Copy the records below exactly as they are written.

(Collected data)
━━━━━━
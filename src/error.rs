//! Error types for building parsing, meshing and framing
//!
//! All errors include an error code for categorization. The code is part of
//! the rendered message so it survives being shown to a user or written to a log.
//!
//! # Error Codes
//!
//! Error codes follow the pattern: `E<category><number>`
//!
//! Categories:
//! - **E1xxx**: I/O errors (the document could not be fetched)
//! - **E2xxx**: Document errors (fatal to the whole load)
//! - **E3xxx**: Surface errors (recoverable, the surface is dropped)
//! - **E4xxx**: Scene errors
//!
//! ## Error Codes
//!
//! - `E1001`: I/O error loading the document
//! - `E2001`: Malformed document
//! - `E3001`: Surface has no geometry
//! - `E3002`: Surface polygon is degenerate
//! - `E3003`: Surface point has an invalid coordinate
//! - `E3004`: Too few vertices to build a mesh
//! - `E3005`: Surface is missing a required attribute
//! - `E4001`: Nothing to frame

use std::io;
use thiserror::Error;

/// Result type for building scene operations
pub type Result<T> = std::result::Result<T, Error>;

/// Errors that can occur while loading and preparing a building scene
#[derive(Error, Debug)]
pub enum Error {
    /// The text loader failed to provide the document
    ///
    /// **Error Code**: E1001
    ///
    /// **Common Causes**:
    /// - File not found
    /// - Network failure or a non-success response status
    #[error("[E1001] I/O error: {0}")]
    Io(#[from] io::Error),

    /// The document is not well-formed XML or has no building element
    ///
    /// **Error Code**: E2001
    ///
    /// Fatal: no `Building` is produced.
    #[error("[E2001] Malformed document: {0}")]
    MalformedDocument(String),

    /// A surface has no `PlanarGeometry` container
    ///
    /// **Error Code**: E3001
    #[error("[E3001] Surface '{0}' has no planar geometry")]
    MissingGeometry(String),

    /// A surface's point loop is missing or has fewer than three points
    ///
    /// **Error Code**: E3002
    #[error("[E3002] Degenerate polygon: {0}")]
    DegeneratePolygon(String),

    /// A surface point does not resolve to exactly three finite numbers
    ///
    /// **Error Code**: E3003
    ///
    /// **Suggestions**:
    /// - Verify numeric values use proper format (e.g., "1.5" not "1,5")
    /// - Check every `CartesianPoint` has three `Coordinate` children
    #[error("[E3003] Invalid coordinate: {0}")]
    InvalidCoordinate(String),

    /// Meshing was asked to triangulate fewer than three vertices
    ///
    /// **Error Code**: E3004
    #[error("[E3004] Insufficient vertices: {0}")]
    InsufficientVertices(String),

    /// A surface element is missing a required attribute
    ///
    /// **Error Code**: E3005
    #[error("[E3005] Missing attribute: {0}")]
    MissingAttribute(String),

    /// There is no geometry to frame
    ///
    /// **Error Code**: E4001
    ///
    /// **Common Causes**:
    /// - The document contained no valid surfaces
    /// - A space filter matched no surfaces
    #[error("[E4001] Empty scene: {0}")]
    EmptyScene(String),
}

impl From<quick_xml::Error> for Error {
    fn from(err: quick_xml::Error) -> Self {
        Error::MalformedDocument(format!("XML parsing failed: {}", err))
    }
}

impl From<quick_xml::events::attributes::AttrError> for Error {
    fn from(err: quick_xml::events::attributes::AttrError) -> Self {
        Error::MalformedDocument(format!("Attribute parsing failed: {}", err))
    }
}

impl From<std::str::Utf8Error> for Error {
    fn from(err: std::str::Utf8Error) -> Self {
        Error::MalformedDocument(format!("Invalid UTF-8: {}", err))
    }
}

impl Error {
    /// Whether the error only affects a single surface
    ///
    /// Recoverable errors drop the offending surface and let the load continue.
    pub fn is_recoverable(&self) -> bool {
        matches!(
            self,
            Error::MissingGeometry(_)
                | Error::DegeneratePolygon(_)
                | Error::InvalidCoordinate(_)
                | Error::InsufficientVertices(_)
                | Error::MissingAttribute(_)
        )
    }

    /// Create a DegeneratePolygon error for a surface with too few points
    pub fn degenerate_polygon(surface_id: &str, points: usize) -> Self {
        Error::DegeneratePolygon(format!(
            "Surface '{}' has {} point(s) in its loop (minimum 3 required)",
            surface_id, points
        ))
    }

    /// Create an InvalidCoordinate error with the point and reason
    ///
    /// # Arguments
    /// * `surface_id` - The surface that owns the point
    /// * `point` - Zero-based index of the point within the loop
    /// * `reason` - What is wrong with the coordinates
    pub fn invalid_coordinate(surface_id: &str, point: usize, reason: &str) -> Self {
        Error::InvalidCoordinate(format!(
            "Surface '{}' point {}: {}",
            surface_id, point, reason
        ))
    }

    /// Create an InsufficientVertices error
    pub fn insufficient_vertices(surface_id: &str, count: usize) -> Self {
        Error::InsufficientVertices(format!(
            "Surface '{}' has {} vertices (minimum 3 required)",
            surface_id, count
        ))
    }

    /// Create a MissingAttribute error
    ///
    /// # Example
    /// ```ignore
    /// Error::missing_attribute("Surface", "id")
    /// ```
    pub fn missing_attribute(element: &str, attribute: &str) -> Self {
        Error::MissingAttribute(format!(
            "Element '<{}>' is missing required attribute '{}'",
            element, attribute
        ))
    }
}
━━━━━━
RESULT OF THE TASK:
filename src/error.rs
//! Error types for building parsing, meshing and framing
//!
//! All errors include an error code for categorization. The code is part of
//! the rendered message so it survives being shown to a user or written to a log.
//!
//! # Error Codes
//!
//! Error codes follow the pattern: `E<category><number>`
//!
//! Categories:
//! - **E1xxx**: I/O errors (the document could not be fetched)
//! - **E2xxx**: Document errors (fatal to the whole load)
//! - **E3xxx**: Surface errors (recoverable, the surface is dropped)
//! - **E4xxx**: Scene errors
//!
//! ## Error Codes
//!
//! - `E1001`: I/O error loading the document
//! - `E2001`: Malformed document
//! - `E3001`: Surface has no geometry
//! - `E3002`: Surface polygon is degenerate
//! - `E3003`: Surface point has an invalid coordinate
//! - `E3004`: Too few vertices to build a mesh
//! - `E3005`: Surface is missing a required attribute
//! - `E4001`: Nothing to frame

use std::io;
use thiserror::Error;

/// Result type for building scene operations
pub type Result<T> = std::result::Result<T, Error>;

/// Errors that can occur while loading and preparing a building scene
#[derive(Error, Debug)]
pub enum Error {
    /// The text loader failed to provide the document
    ///
    /// **Error Code**: E1001
    ///
    /// **Common Causes**:
    /// - File not found
    /// - Network failure or a non-success response status
    #[error("[E1001] I/O error: {0}")]
    Io(#[from] io::Error),

    /// The document is not well-formed XML or has no building element
    ///
    /// **Error Code**: E2001
    ///
    /// Fatal: no `Building` is produced.
    #[error("[E2001] Malformed document: {0}")]
    MalformedDocument(String),

    /// A surface has no `PlanarGeometry` container
    ///
    /// **Error Code**: E3001
    #[error("[E3001] Surface '{0}' has no planar geometry")]
    MissingGeometry(String),

    /// A surface's point loop is missing or has fewer than three points
    ///
    /// **Error Code**: E3002
    #[error("[E3002] Degenerate polygon: {0}")]
    DegeneratePolygon(String),

    /// A surface point does not resolve to exactly three finite numbers
    ///
    /// **Error Code**: E3003
    ///
    /// **Suggestions**:
    /// - Verify numeric values use proper format (e.g., "1.5" not "1,5")
    /// - Check every `CartesianPoint` has three `Coordinate` children
    #[error("[E3003] Invalid coordinate: {0}")]
    InvalidCoordinate(String),

    /// Meshing was asked to triangulate fewer than three vertices
    ///
    /// **Error Code**: E3004
    #[error("[E3004] Insufficient vertices: {0}")]
    InsufficientVertices(String),

    /// A surface element is missing a required attribute
    ///
    /// **Error Code**: E3005
    #[error("[E3005] Missing attribute: {0}")]
    MissingAttribute(String),

    /// There is no geometry to frame
    ///
    /// **Error Code**: E4001
    ///
    /// **Common Causes**:
    /// - The document contained no valid surfaces
    /// - A space filter matched no surfaces
    #[error("[E4001] Empty scene: {0}")]
    EmptyScene(String),
}

impl From<quick_xml::Error> for Error {
    fn from(err: quick_xml::Error) -> Self {
        Error::MalformedDocument(format!("XML parsing failed: {}", err))
    }
}

impl From<quick_xml::events::attributes::AttrError> for Error {
    fn from(err: quick_xml::events::attributes::AttrError) -> Self {
        Error::MalformedDocument(format!("Attribute parsing failed: {}", err))
    }
}

impl From<std::str::Utf8Error> for Error {
    fn from(err: std::str::Utf8Error) -> Self {
        Error::MalformedDocument(format!("Invalid UTF-8: {}", err))
    }
}

impl Error {
    /// Whether the error only affects a single surface
    ///
    /// Recoverable errors drop the offending surface and let the load continue.
    pub fn is_recoverable(&self) -> bool {
        matches!(
            self,
            Error::MissingGeometry(_)
                | Error::DegeneratePolygon(_)
                | Error::InvalidCoordinate(_)
                | Error::InsufficientVertices(_)
                | Error::MissingAttribute(_)
        )
    }

    /// Create a DegeneratePolygon error for a surface with too few points
    pub fn degenerate_polygon(surface_id: &str, points: usize) -> Self {
        Error::DegeneratePolygon(format!(
            "Surface '{}' has {} point(s) in its loop (minimum 3 required)",
            surface_id, points
        ))
    }

    /// Create an InvalidCoordinate error with the point and reason
    ///
    /// # Arguments
    /// * `surface_id` - The surface that owns the point
    /// * `point` - Zero-based index of the point within the loop
    /// * `reason` - What is wrong with the coordinates
    pub fn invalid_coordinate(surface_id: &str, point: usize, reason: &str) -> Self {
        Error::InvalidCoordinate(format!(
            "Surface '{}' point {}: {}",
            surface_id, point, reason
        ))
    }

    /// Create an InsufficientVertices error
    pub fn insufficient_vertices(surface_id: &str, count: usize) -> Self {
        Error::InsufficientVertices(format!(
            "Surface '{}' has {} vertices (minimum 3 required)",
            surface_id, count
        ))
    }

    /// Create a MissingAttribute error
    ///
    /// # Example
    /// ```ignore
    /// Error::missing_attribute("Surface", "id")
    /// ```
    pub fn missing_attribute(element: &str, attribute: &str) -> Self {
        Error::MissingAttribute(format!(
            "Element '<{}>' is missing required attribute '{}'",
            element, attribute
        ))
    }
}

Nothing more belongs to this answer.